> Work request: Once you find the line with "self.container.last_applied()" in the entries below, return exactly every line from it through the line with "ops.push(TransformOp::RotateX(rotation.x));".

====== The input ======

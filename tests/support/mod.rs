// Host-side fakes shared by the integration tests.

#![allow(dead_code)]

use kinesis_core::adapters::{PathGeometry, SpectrumSource};
use kinesis_core::{Layout, Node, Rect, StyleSink};
use std::cell::RefCell;
use std::collections::HashMap;
use std::rc::Rc;

pub type Attrs = HashMap<&'static str, &'static str>;

pub fn attributes(pairs: &[(&'static str, &'static str)]) -> Attrs {
    pairs.iter().copied().collect()
}

/// Records every style write and answers layout queries from fixed rects.
#[derive(Debug, Default)]
pub struct FakeSurface {
    pub rects: HashMap<Node, Rect>,
    pub viewport: f32,
    pub transforms: HashMap<Node, String>,
    pub properties: HashMap<(Node, String), String>,
    pub transform_writes: usize,
}

impl FakeSurface {
    pub fn new(container: Rect) -> Self {
        let mut surface = Self {
            viewport: 800.0,
            ..Self::default()
        };
        surface.rects.insert(Node::Container, container);
        surface
    }

    pub fn with_child(mut self, index: usize, rect: Rect) -> Self {
        self.rects.insert(Node::Child(index), rect);
        self
    }

    pub fn transform(&self, node: Node) -> Option<&str> {
        self.transforms.get(&node).map(String::as_str)
    }

    pub fn property(&self, node: Node, name: &str) -> Option<&str> {
        self.properties
            .get(&(node, name.to_string()))
            .map(String::as_str)
    }
}

impl Layout for FakeSurface {
    fn rect(&self, node: Node) -> Rect {
        self.rects.get(&node).copied().unwrap_or_default()
    }

    fn viewport_height(&self) -> f32 {
        self.viewport
    }
}

impl StyleSink for FakeSurface {
    fn set_transform(&mut self, node: Node, css: &str) {
        self.transform_writes += 1;
        self.transforms.insert(node, css.to_string());
    }

    fn set_property(&mut self, node: Node, name: &str, value: &str) {
        self.properties
            .insert((node, name.to_string()), value.to_string());
    }
}

#[derive(Debug, Default)]
pub struct SpectrumState {
    pub bins: Vec<u8>,
    pub playing: bool,
    pub rewinds: usize,
    pub source: Option<String>,
}

/// Spectrum whose bins and playback state the test can see and change.
#[derive(Clone, Default)]
pub struct FakeSpectrum(pub Rc<RefCell<SpectrumState>>);

impl FakeSpectrum {
    pub fn with_bins(bins: usize) -> Self {
        let spectrum = Self::default();
        spectrum.0.borrow_mut().bins = vec![0; bins];
        spectrum
    }

    pub fn set_bin(&self, index: usize, value: u8) {
        self.0.borrow_mut().bins[index] = value;
    }

    pub fn fill(&self, value: u8) {
        self.0.borrow_mut().bins.iter_mut().for_each(|b| *b = value);
    }

    pub fn is_playing(&self) -> bool {
        self.0.borrow().playing
    }
}

impl SpectrumSource for FakeSpectrum {
    fn bin_count(&self) -> usize {
        self.0.borrow().bins.len()
    }

    fn read(&mut self, out: &mut [u8]) {
        let state = self.0.borrow();
        for (o, b) in out.iter_mut().zip(&state.bins) {
            *o = *b;
        }
    }

    fn play(&mut self) {
        self.0.borrow_mut().playing = true;
    }

    fn pause(&mut self) {
        self.0.borrow_mut().playing = false;
    }

    fn rewind(&mut self) {
        self.0.borrow_mut().rewinds += 1;
    }

    fn set_source(&mut self, uri: &str) {
        self.0.borrow_mut().source = Some(uri.to_string());
    }
}

/// Every descriptor measures the same length.
pub struct FixedLength(pub f32);

impl PathGeometry for FixedLength {
    fn total_length(&self, _descriptor: &str) -> Option<f32> {
        Some(self.0)
    }
}

pub fn approx(a: f32, b: f32) -> bool {
    (a - b).abs() < 1e-4
}
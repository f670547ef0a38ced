use std::time::Duration;

// Shared defaults and tuning constants used by the core and the web binding.

// Container defaults
pub const DEFAULT_DURATION_MS: u32 = 1000;
pub const DEFAULT_EASING: &str = "cubic-bezier(0.23, 1, 0.32, 1)";
pub const DEFAULT_PATH_EASING: &str = "ease";
pub const DEFAULT_PERSPECTIVE_PX: u32 = 1000;
pub const DEFAULT_TRANSFORM_ORIGIN: &str = "center";
pub const DEFAULT_THROTTLE_MS: u32 = 100;

// Strength defaults per modality
pub const DEFAULT_STRENGTH: f32 = 10.0; // transformer + audio elements
pub const DEFAULT_PROXIMITY_STRENGTH: f32 = 20.0;
pub const DEFAULT_PATH_STRENGTH: f32 = 1.0;

// Depth
pub const DEFAULT_SENSITIVITY: f32 = 40.0;
pub const DEFAULT_DEPTH_PX: f32 = 10.0;

// Proximity
pub const DEFAULT_START_DISTANCE_PX: f32 = 100.0;
pub const STICKING_THRESHOLD_PX: f32 = 5.0; // attraction switches to 1:1 follow inside this

// Axis model
pub const CONSTRAINT_COMPENSATION: f32 = 2.0;

// Scale profiles
pub const SCALE_FACTOR_COARSE: f32 = 0.1;
pub const SCALE_FACTOR_FINE: f32 = 0.01;

// Audio
pub const DEFAULT_SMOOTHING_FACTOR: f32 = 0.8;
pub const DEFAULT_AUDIO_BIN: usize = 50;
pub const SPECTRUM_MAX: f32 = 255.0;
pub const ATTACK_TRANSITION: Duration = Duration::from_millis(50);
pub const DECAY_TRANSITION: Duration = Duration::from_millis(300);
pub const RESET_TRANSITION: Duration = Duration::from_millis(500);

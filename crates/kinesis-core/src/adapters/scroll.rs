//! Scroll modality: children follow the container's passage through the
//! viewport. Progress drives both components.

use super::{
    build_elements, mount_transform_elements, read_transform_config, reconfigure_elements,
    reset_all, Adapter, Cx, InputEvent, Mount, Reconfigure, TransformElement, TransformState,
};
use crate::config::{markers, AttributeSource, ContainerConfig, ElementConfig};
use crate::constants::DEFAULT_STRENGTH;
use crate::error::Result;
use crate::host::{Node, Surface};
use crate::signal::scroll_progress;
use crate::transform::ScaleProfile;

pub struct ScrollAdapter {
    config: ContainerConfig,
    elements: Vec<TransformElement>,
    progress: f32,
}

impl ScrollAdapter {
    pub fn new(container: Mount<'_>, children: Vec<Mount<'_>>) -> Result<Self> {
        container.require(markers::TRANSFORMER)?;
        Ok(Self {
            config: ContainerConfig::from_attributes(container.attrs),
            elements: build_elements(children, markers::TRANSFORMER_ELEMENT, DEFAULT_STRENGTH)?,
            progress: 0.0,
        })
    }

    /// An element that is its own container and moves itself.
    pub fn standalone(item: Mount<'_>) -> Result<Self> {
        item.require(markers::SCROLL_ITEM)?;
        Ok(Self {
            config: ContainerConfig::from_attributes(item.attrs),
            elements: vec![TransformElement {
                config: ElementConfig::from_attributes(item.attrs, DEFAULT_STRENGTH),
                state: TransformState::new(item.baseline.clone()),
            }],
            progress: 0.0,
        })
    }

    pub fn progress(&self) -> f32 {
        self.progress
    }

    pub fn elements(&self) -> &[TransformElement] {
        &self.elements
    }

    fn update(&mut self, cx: &mut Cx<'_>) {
        let rect = cx.surface.rect(Node::Container);
        self.progress = scroll_progress(cx.surface.viewport_height(), &rect);
        let p = self.progress;
        for (i, el) in self.elements.iter_mut().enumerate() {
            el.apply(Node::Child(i), p, p, ScaleProfile::Fine, &mut *cx.surface);
        }
    }
}

impl Adapter for ScrollAdapter {
    type Config = Reconfigure<ContainerConfig, ElementConfig>;

    fn name(&self) -> &'static str {
        "scroll"
    }

    fn container(&self) -> &ContainerConfig {
        &self.config
    }

    fn mount(&mut self, surface: &mut dyn Surface) {
        mount_transform_elements(&self.config, &self.elements, surface);
    }

    fn activate(&mut self, cx: &mut Cx<'_>) {
        self.update(cx);
    }

    fn input(&mut self, event: InputEvent, cx: &mut Cx<'_>) {
        if event == InputEvent::Scroll {
            self.update(cx);
        }
    }

    fn deactivate(&mut self, cx: &mut Cx<'_>) {
        self.progress = 0.0;
        reset_all(&mut self.elements, &mut *cx.surface);
    }

    fn reconfigure(&mut self, config: Self::Config, surface: &mut dyn Surface) {
        self.config = config.container;
        reconfigure_elements(&mut self.elements, config.elements);
        self.mount(surface);
    }

    fn read_config(
        container: &dyn AttributeSource,
        children: &[&dyn AttributeSource],
    ) -> Result<Self::Config> {
        Ok(read_transform_config(container, children))
    }
}
//! Depth modality: the container tilts toward the pointer while its children
//! lift off the surface by their own depth.

use super::{Adapter, Cx, InputEvent, Mount, Reconfigure, TransformState};
use crate::config::{markers, AttributeSource, ContainerConfig, DepthConfig, DepthElementConfig};
use crate::error::Result;
use crate::host::{Node, StyleSink, Surface};
use crate::signal::{depth_rotation, pointer_signal};
use crate::transform::{Ops, TransformDescriptor, TransformOp};

struct DepthElement {
    config: DepthElementConfig,
    state: TransformState,
}

impl DepthElement {
    fn lift<K: StyleSink + ?Sized>(&mut self, node: Node, raised: bool, sink: &mut K) {
        let z = if raised { self.config.depth } else { 0.0 };
        let mut ops = Ops::new();
        ops.push(TransformOp::TranslateZ(z));
        let desc = TransformDescriptor::new(self.state.baseline(), ops);
        self.state.apply(node, desc, sink);
    }
}

pub struct DepthAdapter {
    config: DepthConfig,
    container: TransformState,
    elements: Vec<DepthElement>,
    hovered: bool,
}

impl DepthAdapter {
    pub fn new(container: Mount<'_>, children: Vec<Mount<'_>>) -> Result<Self> {
        container.require(markers::DEPTH)?;
        let elements = children
            .iter()
            .map(|m| {
                m.require(markers::DEPTH_ELEMENT)?;
                Ok(DepthElement {
                    config: DepthElementConfig::from_attributes(m.attrs),
                    state: TransformState::new(m.baseline.clone()),
                })
            })
            .collect::<Result<Vec<_>>>()?;
        Ok(Self {
            config: DepthConfig::from_attributes(container.attrs),
            container: TransformState::new(container.baseline.clone()),
            elements,
            hovered: false,
        })
    }

    pub fn is_hovered(&self) -> bool {
        self.hovered
    }

    pub fn container_transform(&self) -> Option<&TransformDescriptor> {
        self.container.last_applied()
    }

    fn hover<K: StyleSink + ?Sized>(&mut self, sink: &mut K) {
        self.hovered = true;
        for (i, el) in self.elements.iter_mut().enumerate() {
            el.lift(Node::Child(i), true, sink);
        }
    }

    fn rest<K: StyleSink + ?Sized>(&mut self, sink: &mut K) {
        self.hovered = false;
        self.container.reset(Node::Container, sink);
        for (i, el) in self.elements.iter_mut().enumerate() {
            el.lift(Node::Child(i), false, sink);
        }
    }
}

impl Adapter for DepthAdapter {
    type Config = Reconfigure<DepthConfig, DepthElementConfig>;

    fn name(&self) -> &'static str {
        "depth"
    }

    fn container(&self) -> &ContainerConfig {
        &self.config.container
    }

    fn mount(&mut self, surface: &mut dyn Surface) {
        let container = &self.config.container;
        surface.set_property(
            Node::Container,
            "perspective",
            &format!("{}px", container.perspective_px),
        );
        surface.set_property(Node::Container, "transform-style", "preserve-3d");
        surface.set_property(Node::Container, "position", "relative");
        let transition = container.transition("transform");
        surface.set_property(Node::Container, "transition", &transition);
        for (i, el) in self.elements.iter_mut().enumerate() {
            let node = Node::Child(i);
            surface.set_property(node, "transition", &transition);
            el.lift(node, false, surface);
        }
    }

    fn input(&mut self, event: InputEvent, cx: &mut Cx<'_>) {
        match event {
            InputEvent::PointerEnter => self.hover(&mut *cx.surface),
            InputEvent::PointerMove(pos) => {
                if !self.hovered {
                    // Missed the enter while unbound.
                    self.hover(&mut *cx.surface);
                }
                let signal = pointer_signal(pos, &cx.surface.rect(Node::Container));
                let rotation = depth_rotation(signal, self.config.sensitivity, self.config.inverted);
                let mut ops = Ops::new();
                ops.push(TransformOp::RotateX(rotation.x));
                ops.push(TransformOp::RotateY(rotation.y));
                let desc = TransformDescriptor::new(self.container.baseline(), ops);
                self.container.previous_signal = signal.x;
                self.container.apply(Node::Container, desc, &mut *cx.surface);
            }
            InputEvent::PointerLeave => self.rest(&mut *cx.surface),
            InputEvent::Scroll => {}
        }
    }

    fn deactivate(&mut self, cx: &mut Cx<'_>) {
        self.rest(&mut *cx.surface);
    }

    fn reconfigure(&mut self, config: Self::Config, surface: &mut dyn Surface) {
        self.config = config.container;
        for (el, cfg) in self.elements.iter_mut().zip(config.elements) {
            el.config = cfg;
        }
        self.mount(surface);
        if self.hovered {
            for (i, el) in self.elements.iter_mut().enumerate() {
                el.lift(Node::Child(i), true, surface);
            }
        }
    }

    fn read_config(
        container: &dyn AttributeSource,
        children: &[&dyn AttributeSource],
    ) -> Result<Self::Config> {
        Ok(Reconfigure {
            container: DepthConfig::from_attributes(container),
            elements: children
                .iter()
                .map(|c| DepthElementConfig::from_attributes(*c))
                .collect(),
        })
    }
}
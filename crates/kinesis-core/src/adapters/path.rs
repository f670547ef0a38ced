//! Path modality: children travel along an SVG path (`offset-path`) as the
//! pointer sweeps across the container or the container scrolls by.

use super::{Adapter, Cx, InputEvent, Mount, Reconfigure};
use crate::config::{
    markers, AttributeSource, ContainerConfig, InteractionMode, PathConfig, PathElementConfig,
};
use crate::error::{ConstructionError, Result};
use crate::host::{Node, StyleSink, Surface};
use crate::scheduler::{TaskHandle, TaskSlot};
use crate::signal::{path_offset, pointer_progress, pointer_signal, scroll_progress};
use crate::transform::Num;

/// Host geometry for path descriptors.
pub trait PathGeometry {
    /// Total length in user units, `None` when the descriptor cannot be
    /// measured.
    fn total_length(&self, descriptor: &str) -> Option<f32>;
}

struct PathElement {
    config: PathElementConfig,
    descriptor: String,
    length: f32,
    position: f32,
}

impl PathElement {
    fn place<K: StyleSink + ?Sized>(&mut self, node: Node, percent: f32, sink: &mut K) {
        self.position = percent;
        sink.set_property(node, "offset-distance", &format!("{}%", Num(percent)));
    }
}

pub struct PathAdapter {
    config: PathConfig,
    elements: Vec<PathElement>,
    geometry: Box<dyn PathGeometry>,
    pending_reset: TaskSlot,
}

fn resolve_descriptor(own: Option<&String>, container: Option<&String>) -> Result<String> {
    own.or(container)
        .cloned()
        .ok_or(ConstructionError::MissingPathDescriptor)
}

impl PathAdapter {
    pub fn new(
        container: Mount<'_>,
        children: Vec<Mount<'_>>,
        geometry: Box<dyn PathGeometry>,
    ) -> Result<Self> {
        container.require(markers::PATH)?;
        let config = PathConfig::from_attributes(container.attrs);
        if config.descriptor.is_none() && children.is_empty() {
            return Err(ConstructionError::MissingPathDescriptor);
        }
        let elements = children
            .iter()
            .map(|m| {
                m.require(markers::PATH_ELEMENT)?;
                let cfg = PathElementConfig::from_attributes(m.attrs);
                let descriptor =
                    resolve_descriptor(cfg.descriptor.as_ref(), config.descriptor.as_ref())?;
                let length = geometry.total_length(&descriptor).unwrap_or(0.0);
                Ok(PathElement {
                    position: cfg.offset,
                    config: cfg,
                    descriptor,
                    length,
                })
            })
            .collect::<Result<Vec<_>>>()?;
        Ok(Self {
            config,
            elements,
            geometry,
            pending_reset: TaskSlot::default(),
        })
    }

    /// Current position of a child in percent of its path.
    pub fn position(&self, index: usize) -> Option<f32> {
        self.elements.get(index).map(|e| e.position)
    }

    /// Current position of a child in path units.
    pub fn distance_along(&self, index: usize) -> Option<f32> {
        self.elements
            .get(index)
            .map(|e| e.position / 100.0 * e.length)
    }

    pub fn is_reset_pending(&self) -> bool {
        self.pending_reset.is_pending()
    }

    fn update<K: StyleSink + ?Sized>(&mut self, progress: f32, sink: &mut K) {
        for (i, el) in self.elements.iter_mut().enumerate() {
            let percent = path_offset(el.config.offset, progress, el.config.strength);
            el.place(Node::Child(i), percent, sink);
        }
    }

    fn reset_elements<K: StyleSink + ?Sized>(&mut self, sink: &mut K) {
        for (i, el) in self.elements.iter_mut().enumerate() {
            let offset = el.config.offset;
            el.place(Node::Child(i), offset, sink);
        }
    }

    fn scroll_update(&mut self, cx: &mut Cx<'_>) {
        let rect = cx.surface.rect(Node::Container);
        let progress = scroll_progress(cx.surface.viewport_height(), &rect);
        self.update(progress, &mut *cx.surface);
    }
}

impl Adapter for PathAdapter {
    type Config = Reconfigure<PathConfig, PathElementConfig>;

    fn name(&self) -> &'static str {
        "path"
    }

    fn container(&self) -> &ContainerConfig {
        &self.config.container
    }

    fn mount(&mut self, surface: &mut dyn Surface) {
        surface.set_property(Node::Container, "position", "relative");
        let transition = self.config.container.transition("offset-distance");
        for (i, el) in self.elements.iter().enumerate() {
            let node = Node::Child(i);
            surface.set_property(node, "offset-path", &format!("path('{}')", el.descriptor));
            surface.set_property(node, "offset-distance", &format!("{}%", Num(el.position)));
            surface.set_property(node, "transition", &transition);
        }
    }

    fn activate(&mut self, cx: &mut Cx<'_>) {
        if self.config.container.interaction == InteractionMode::Scroll {
            self.scroll_update(cx);
        }
    }

    fn input(&mut self, event: InputEvent, cx: &mut Cx<'_>) {
        match (self.config.container.interaction, event) {
            (InteractionMode::Pointer, InputEvent::PointerMove(pos)) => {
                self.pending_reset.cancel(&mut *cx.scheduler);
                let signal = pointer_signal(pos, &cx.surface.rect(Node::Container));
                self.update(pointer_progress(signal.x), &mut *cx.surface);
            }
            (InteractionMode::Pointer, InputEvent::PointerLeave) => {
                let handle = cx
                    .scheduler
                    .request_timeout(self.config.container.reset_delay);
                self.pending_reset.replace(handle, &mut *cx.scheduler);
            }
            (InteractionMode::Scroll, InputEvent::Scroll) => self.scroll_update(cx),
            _ => {}
        }
    }

    fn task(&mut self, handle: TaskHandle, cx: &mut Cx<'_>) -> bool {
        if !self.pending_reset.take_if(handle) {
            return false;
        }
        self.reset_elements(&mut *cx.surface);
        true
    }

    fn deactivate(&mut self, cx: &mut Cx<'_>) {
        self.pending_reset.cancel(&mut *cx.scheduler);
        self.reset_elements(&mut *cx.surface);
    }

    fn reconfigure(&mut self, config: Self::Config, surface: &mut dyn Surface) {
        self.config = config.container;
        let mut configs = config.elements.into_iter();
        for el in self.elements.iter_mut() {
            if let Some(cfg) = configs.next() {
                el.config = cfg;
            }
            match resolve_descriptor(el.config.descriptor.as_ref(), self.config.descriptor.as_ref())
            {
                Ok(d) if d != el.descriptor => {
                    el.length = self.geometry.total_length(&d).unwrap_or(0.0);
                    el.descriptor = d;
                }
                Ok(_) => {}
                Err(_) => log::warn!("[path] reconfigure without path data; keeping previous path"),
            }
            el.position = el.config.offset;
        }
        self.mount(surface);
    }

    fn read_config(
        container: &dyn AttributeSource,
        children: &[&dyn AttributeSource],
    ) -> Result<Self::Config> {
        Ok(Reconfigure {
            container: PathConfig::from_attributes(container),
            elements: children
                .iter()
                .map(|c| PathElementConfig::from_attributes(*c))
                .collect(),
        })
    }
}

======

> Answer box:
        self.container.last_applied()
    }

    fn hover<K: StyleSink + ?Sized>(&mut self, sink: &mut K) {
        self.hovered = true;
        for (i, el) in self.elements.iter_mut().enumerate() {
            el.lift(Node::Child(i), true, sink);
        }
    }

    fn rest<K: StyleSink + ?Sized>(&mut self, sink: &mut K) {
        self.hovered = false;
        self.container.reset(Node::Container, sink);
        for (i, el) in self.elements.iter_mut().enumerate() {
            el.lift(Node::Child(i), false, sink);
        }
    }
}

impl Adapter for DepthAdapter {
    type Config = Reconfigure<DepthConfig, DepthElementConfig>;

    fn name(&self) -> &'static str {
        "depth"
    }

    fn container(&self) -> &ContainerConfig {
        &self.config.container
    }

    fn mount(&mut self, surface: &mut dyn Surface) {
        let container = &self.config.container;
        surface.set_property(
            Node::Container,
            "perspective",
            &format!("{}px", container.perspective_px),
        );
        surface.set_property(Node::Container, "transform-style", "preserve-3d");
        surface.set_property(Node::Container, "position", "relative");
        let transition = container.transition("transform");
        surface.set_property(Node::Container, "transition", &transition);
        for (i, el) in self.elements.iter_mut().enumerate() {
            let node = Node::Child(i);
            surface.set_property(node, "transition", &transition);
            el.lift(node, false, surface);
        }
    }

    fn input(&mut self, event: InputEvent, cx: &mut Cx<'_>) {
        match event {
            InputEvent::PointerEnter => self.hover(&mut *cx.surface),
            InputEvent::PointerMove(pos) => {
                if !self.hovered {
                    // Missed the enter while unbound.
                    self.hover(&mut *cx.surface);
                }
                let signal = pointer_signal(pos, &cx.surface.rect(Node::Container));
                let rotation = depth_rotation(signal, self.config.sensitivity, self.config.inverted);
                let mut ops = Ops::new();
                ops.push(TransformOp::RotateX(rotation.x));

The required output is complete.